(MO) Arrests and weapons allegations spark activists' anger


PDA






Drizzt
May 17, 2003, 08:45 PM
Arrests and weapons allegations spark activists' anger

By HEATHER RATCLIFFE
updated: 05/16/2003 11:05 PM


St. Louis police say they confiscated rocks, nails, whips and torches from homes of some people planning to protest the World Agricultural Forum. Activists insist the raid was an excuse to snoop and that police are guilty of "political repression."

It was good fortune, St. Louis police said, when raids Friday to enforce housing laws yielded "weapons" like rocks and nails from homes of some people planning to protest the World Agricultural Forum here this weekend.

But the activists said it was just an excuse to get in and snoop.

More than a dozen people were arrested - none on weapons violations - and most remained in jail into Friday night.

"This is political repression. We're being targeted," said Molly Dupre, glassy-eyed as she emerged on bail from police headquarters after about seven hours in custody on a charge of occupying a condemned building.

DuPre, 23, of St. Charles, described herself as an anarchist and six weeks pregnant.

Joe Mokwa, chief of a police department clearly edgy about what the coming days will bring, told reporters, "We are very concerned. We can certainly draw conclusions and expectations after we found these items."

Some of those things - a bag of rocks and a bucket of nails - seem fairly common to a home under rehabilitation, as some of those raided were. But they appeared more sinister when paired on a display table with a sling shot, whips and torches.

Similar devices were used as weapons in large-scale demonstrations at international conferences in Seattle and Washington, D.C., officials said.

These were seized from a condemned building at 3309 Illinois Avenue and a building at 3022 Cherokee Street. Mokwa said no weapons charges were filed because nothing could be linked to specific people.

Police said neighbors' complaints spurred the raids; names of those complaining were not revealed. The building on Illinois had been condemned.

"The timing is coincidental because these people just got here," Mokwa said. "We have an obligation to investigate complaints. We are not going to allow people to reside in abandoned buildings."

Activists said police circled the buildings for days, questioning anyone on foot or bicycle.
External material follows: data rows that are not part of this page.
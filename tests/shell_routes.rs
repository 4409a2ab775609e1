use std::future::IntoFuture;
use std::sync::Arc;
use std::sync::atomic::{AtomicBool, AtomicUsize, Ordering};
use std::time::Duration;

use axum_test::TestServer;
use medialens::AppState;
use medialens::gate::{ApiKeyGate, ConfiguredKeyGate};
use medialens::server::router;
use medialens::session::ShellStore;
use medialens::shell::{AppView, NavItem, ShellState};

/// Gate that counts continuation calls and hides itself after the first.
#[derive(Debug)]
struct CountingGate {
    showing: AtomicBool,
    calls: AtomicUsize,
}

impl CountingGate {
    fn new(showing: bool) -> Arc<Self> {
        Arc::new(Self {
            showing: AtomicBool::new(showing),
            calls: AtomicUsize::new(0),
        })
    }

    fn calls(&self) -> usize {
        self.calls.load(Ordering::SeqCst)
    }
}

impl ApiKeyGate for CountingGate {
    fn must_show(&self) -> bool {
        self.showing.load(Ordering::SeqCst)
    }

    fn try_continue(&self) -> bool {
        let ran = self
            .showing
            .compare_exchange(true, false, Ordering::SeqCst, Ordering::SeqCst)
            .is_ok();
        if ran {
            self.calls.fetch_add(1, Ordering::SeqCst);
        }
        ran
    }
}

fn server_with(shells: ShellStore, gate: Arc<dyn ApiKeyGate>) -> TestServer {
    let state = AppState { shells, gate };
    TestServer::new(router(state, "static")).expect("Failed to build test server")
}

fn server_with_gate(gate: Arc<dyn ApiKeyGate>) -> TestServer {
    server_with(ShellStore::new(), gate)
}

fn server() -> TestServer {
    server_with_gate(CountingGate::new(false))
}

/// Pull the session ID out of the first `/shell/{id}/...` link in the page.
fn session_id(html: &str) -> String {
    let start = html.find("/shell/").expect("page has no shell links") + "/shell/".len();
    let end = start + html[start..].find('/').expect("unterminated shell link");
    html[start..end].to_string()
}

async fn open_session(server: &TestServer) -> (String, String) {
    let response = server.get("/").await;
    response.assert_status_ok();
    let html = response.text();
    (session_id(&html), html)
}

async fn state_of(server: &TestServer, id: &str) -> ShellState {
    server.get(&format!("/shell/{id}/state")).await.json()
}

#[tokio::test]
async fn test_index_renders_expanded_dashboard() {
    let server = server();
    let (id, html) = open_session(&server).await;

    assert!(html.starts_with("<!DOCTYPE html>"));
    assert!(html.contains(r#"data-view="dashboard""#));
    assert!(html.contains("w-[260px]"));
    assert_eq!(html.matches("data-nav-label").count(), 8);

    assert_eq!(state_of(&server, &id).await, ShellState::default());
}

#[tokio::test]
async fn test_each_visit_gets_its_own_session() {
    let server = server();
    let (a, _) = open_session(&server).await;
    let (b, _) = open_session(&server).await;
    assert_ne!(a, b);

    server.post(&format!("/shell/{a}/sidebar/toggle")).await.assert_status_ok();
    assert!(state_of(&server, &a).await.sidebar_collapsed);
    assert!(!state_of(&server, &b).await.sidebar_collapsed);
}

#[tokio::test]
async fn test_sidebar_toggle_round_trip() {
    let server = server();
    let (id, _) = open_session(&server).await;
    let toggle = format!("/shell/{id}/sidebar/toggle");

    let collapsed = server.post(&toggle).await;
    collapsed.assert_status_ok();
    let html = collapsed.text();
    assert!(!html.contains("<!DOCTYPE html>"), "toggle returns a fragment");
    assert!(html.contains("w-[70px]"));
    assert_eq!(html.matches("data-nav-label").count(), 0);

    let expanded = server.post(&toggle).await;
    expanded.assert_status_ok();
    let html = expanded.text();
    assert!(html.contains("w-[260px]"));
    assert_eq!(html.matches("data-nav-label").count(), 8);

    assert_eq!(state_of(&server, &id).await, ShellState::default());
}

#[tokio::test]
async fn test_home_selects_dashboard() {
    let server = server();
    let (id, _) = open_session(&server).await;

    let response = server.post(&format!("/shell/{id}/nav/home")).await;
    response.assert_status_ok();
    let html = response.text();
    assert!(html.contains(r#"data-view="dashboard""#));
    assert_eq!(html.matches(r#"aria-current="page""#).count(), 1);

    assert_eq!(state_of(&server, &id).await.view, AppView::Dashboard);
}

#[tokio::test]
async fn test_inert_items_do_not_change_state() {
    let server = server();
    let (id, _) = open_session(&server).await;
    server.post(&format!("/shell/{id}/sidebar/toggle")).await.assert_status_ok();
    let before = state_of(&server, &id).await;

    for item in NavItem::ALL.into_iter().filter(|i| *i != NavItem::Home) {
        server
            .post(&format!("/shell/{id}/nav/{}", item.slug()))
            .await
            .assert_status_ok();
    }

    assert_eq!(state_of(&server, &id).await, before);
}

#[tokio::test]
async fn test_unknown_nav_item_is_not_found() {
    let server = server();
    let (id, _) = open_session(&server).await;

    server
        .post(&format!("/shell/{id}/nav/settings"))
        .expect_failure()
        .await
        .assert_status_not_found();
}

#[tokio::test]
async fn test_unknown_session_is_not_found() {
    let server = server();

    for path in [
        "/shell/missing",
        "/shell/missing/state",
    ] {
        server.get(path).expect_failure().await.assert_status_not_found();
    }
    for path in [
        "/shell/missing/sidebar/toggle",
        "/shell/missing/nav/home",
        "/shell/missing/gate/continue",
    ] {
        server.post(path).expect_failure().await.assert_status_not_found();
    }
}

#[tokio::test]
async fn test_gate_absent_when_not_required() {
    let server = server();
    let (_, html) = open_session(&server).await;
    assert!(!html.contains("data-gate-dialog"));
}

#[tokio::test]
async fn test_gate_overlays_until_confirmed() {
    let gate = CountingGate::new(true);
    let server = server_with_gate(gate.clone());
    let (id, html) = open_session(&server).await;

    assert_eq!(html.matches("data-gate-dialog").count(), 1);
    assert!(html.contains(&format!(r#"hx-post="/shell/{id}/gate/continue""#)));

    // Rendering alone never runs the continuation.
    server.get(&format!("/shell/{id}")).await.assert_status_ok();
    server.post(&format!("/shell/{id}/sidebar/toggle")).await.assert_status_ok();
    assert_eq!(gate.calls(), 0);

    let response = server.post(&format!("/shell/{id}/gate/continue")).await;
    response.assert_status_ok();
    assert!(!response.text().contains("data-gate-dialog"));
    assert_eq!(gate.calls(), 1);

    // Re-render and repeat confirmation leave the count alone.
    let page = server.get(&format!("/shell/{id}")).await.text();
    assert!(!page.contains("data-gate-dialog"));
    server
        .post(&format!("/shell/{id}/gate/continue"))
        .await
        .assert_status_ok();
    assert_eq!(gate.calls(), 1);
}

#[tokio::test(flavor = "multi_thread", worker_threads = 4)]
async fn test_concurrent_confirmations_continue_once() {
    let gate = CountingGate::new(true);
    let server = server_with_gate(gate.clone());
    let (id, _) = open_session(&server).await;
    let path = format!("/shell/{id}/gate/continue");

    let (a, b, c, d) = tokio::join!(
        server.post(&path).into_future(),
        server.post(&path).into_future(),
        server.post(&path).into_future(),
        server.post(&path).into_future(),
    );
    for response in [a, b, c, d] {
        response.assert_status_ok();
        assert!(!response.text().contains("data-gate-dialog"));
    }
    assert_eq!(gate.calls(), 1);
}

#[tokio::test]
async fn test_configured_gate_is_shared_across_sessions() {
    let server = server_with_gate(Arc::new(ConfiguredKeyGate::new(true, false)));
    let (a, html_a) = open_session(&server).await;
    let (_, html_b) = open_session(&server).await;
    assert!(html_a.contains("data-gate-dialog"));
    assert!(html_b.contains("data-gate-dialog"));

    server
        .post(&format!("/shell/{a}/gate/continue"))
        .await
        .assert_status_ok();

    let (_, html_c) = open_session(&server).await;
    assert!(!html_c.contains("data-gate-dialog"));
}

#[tokio::test]
async fn test_page_loads_do_not_grow_sessions_past_cap() {
    let shells = ShellStore::with_limits(Duration::from_secs(60), 25);
    let server = server_with(shells.clone(), CountingGate::new(false));

    let (first, _) = open_session(&server).await;
    for _ in 0..200 {
        server.get("/").await.assert_status_ok();
    }
    let (last, _) = open_session(&server).await;

    assert_eq!(shells.len(), 25);
    server
        .get(&format!("/shell/{first}"))
        .expect_failure()
        .await
        .assert_status_not_found();
    server.get(&format!("/shell/{last}")).await.assert_status_ok();
}

#[tokio::test]
async fn test_idle_session_expires() {
    let shells = ShellStore::with_limits(Duration::from_millis(50), 100);
    let server = server_with(shells.clone(), CountingGate::new(false));
    let (stale, _) = open_session(&server).await;

    tokio::time::sleep(Duration::from_millis(120)).await;
    let (fresh, _) = open_session(&server).await;

    server
        .post(&format!("/shell/{stale}/sidebar/toggle"))
        .expect_failure()
        .await
        .assert_status_not_found();
    assert_eq!(shells.len(), 1);
    server.get(&format!("/shell/{fresh}/state")).await.assert_status_ok();
}

#[tokio::test]
async fn test_feature_grid() {
    let server = server();
    let (_, html) = open_session(&server).await;

    for title in [
        "Brand Health Check",
        "Competitor Spy",
        "Viral Content Search",
        "Influencer Rankings",
        "Keyword Monitor",
        "Ad Strategy Library",
    ] {
        assert!(html.contains(&format!(r#"data-feature="{title}""#)));
    }
    assert_eq!(html.matches(r#"data-badge="premium""#).count(), 3);
}

#[tokio::test]
async fn test_healthz() {
    let server = server();
    let response = server.get("/healthz").await;
    response.assert_status_ok();
    response.assert_text("ok");
}

#[tokio::test]
async fn test_static_assets() {
    let dir = tempfile::tempdir().expect("Failed to create temp dir");
    std::fs::write(dir.path().join("theme.css"), "body { margin: 0; }").expect("write css");

    let state = AppState {
        shells: ShellStore::new(),
        gate: CountingGate::new(false),
    };
    let server = TestServer::new(router(state, dir.path().to_str().expect("utf-8 path")))
        .expect("Failed to build test server");

    let response = server.get("/static/theme.css").await;
    response.assert_status_ok();
    response.assert_text("body { margin: 0; }");
}
//! API-key gate collaborator.
//!
//! The shell does not decide on its own whether the API-key dialog appears.
//! It asks an [`ApiKeyGate`] and, when the user confirms the dialog, hands
//! control back to it through [`ApiKeyGate::try_continue`].

use std::fmt;
use std::sync::atomic::{AtomicBool, Ordering};

use tracing::info;

use crate::config::GateConfig;

/// Source of the "must show API key dialog" signal and its continuation.
pub trait ApiKeyGate: Send + Sync + fmt::Debug {
    /// Whether the dialog must overlay the shell.
    fn must_show(&self) -> bool;

    /// Called when the user confirms the dialog.
    ///
    /// Runs the continuation if the dialog is showing and returns whether it
    /// ran. Checking and running must be one atomic step: of any number of
    /// concurrent calls while the dialog shows, exactly one returns `true`.
    fn try_continue(&self) -> bool;
}

/// Gate driven by application configuration.
///
/// Shows while the gate is enabled, no key is configured, and nobody has
/// confirmed the dialog yet. Confirmation is shared by all sessions.
#[derive(Debug)]
pub struct ConfiguredKeyGate {
    enabled: bool,
    key_configured: bool,
    confirmed: AtomicBool,
}

impl ConfiguredKeyGate {
    /// Build a gate from explicit inputs.
    #[must_use]
    pub fn new(enabled: bool, key_configured: bool) -> Self {
        Self {
            enabled,
            key_configured,
            confirmed: AtomicBool::new(false),
        }
    }

    /// Build a gate from the `gate` config section.
    #[must_use]
    pub fn from_config(config: &GateConfig) -> Self {
        let key_configured = config
            .api_key
            .as_deref()
            .is_some_and(|k| !k.trim().is_empty());
        Self::new(config.enabled, key_configured)
    }

    /// Whether the user has confirmed the dialog.
    #[must_use]
    pub fn is_confirmed(&self) -> bool {
        self.confirmed.load(Ordering::Acquire)
    }
}

impl ApiKeyGate for ConfiguredKeyGate {
    fn must_show(&self) -> bool {
        self.enabled && !self.key_configured && !self.is_confirmed()
    }

    fn try_continue(&self) -> bool {
        if !self.enabled || self.key_configured {
            return false;
        }
        if self.confirmed.swap(true, Ordering::AcqRel) {
            return false;
        }
        info!(name: "gate.confirmed", "API key dialog confirmed");
        true
    }
}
"It's definitely systematic harassment of protesters," said Art Friedrich, who lives at 3022 Cherokee.

Fifteen people arrested at the home on Illinois were cited for a city ordinance violation of occupying a condemned building, Mokwa said. It had no occupancy permit, according to building inspectors.

Some of those staying there insisted it was not condemned. Three people, who bought it from the city for $800, have been staying there for a year, they said.

They opened the house, which they called "Bolozone," to out-of-towners attending the Biodevastation 7 conference at St. Louis Community College at Forest Park.

Biodevastation 7 was scheduled as a counterstatement to the World Agricultural Forum, which begins Sunday at the Hyatt Regency Hotel at Union Station.

Dupre said she was in her upstairs bedroom at Bolozone when police arrived. She said one officer told her they had a warrant and another said they didn't need one.

She said police told her there were orders to sweep the city for anyone who looks like an anarchist.

Dupre scoffed at any suggestion of violent people staying there. Most are puppeteers, she said.

"It's a rehab site," she said. "These are things that are going to be found in every garage across America."

Mike Liebhart, who said his girlfriend was arrested, told a reporter: "I'm shaken. I feel like my constitutional rights are being taken away. Why are they raiding these houses? Why are they arresting people?"

Mokwa said police will accommodate peaceful anti-World Agricultural Forum protests in Aloe Plaza, across from Union Station.

"We are here to protect the rights of everybody," Mokwa said. "We want people to be able to voice their opinions. People who go into a vacant condemned building have no rights to be there."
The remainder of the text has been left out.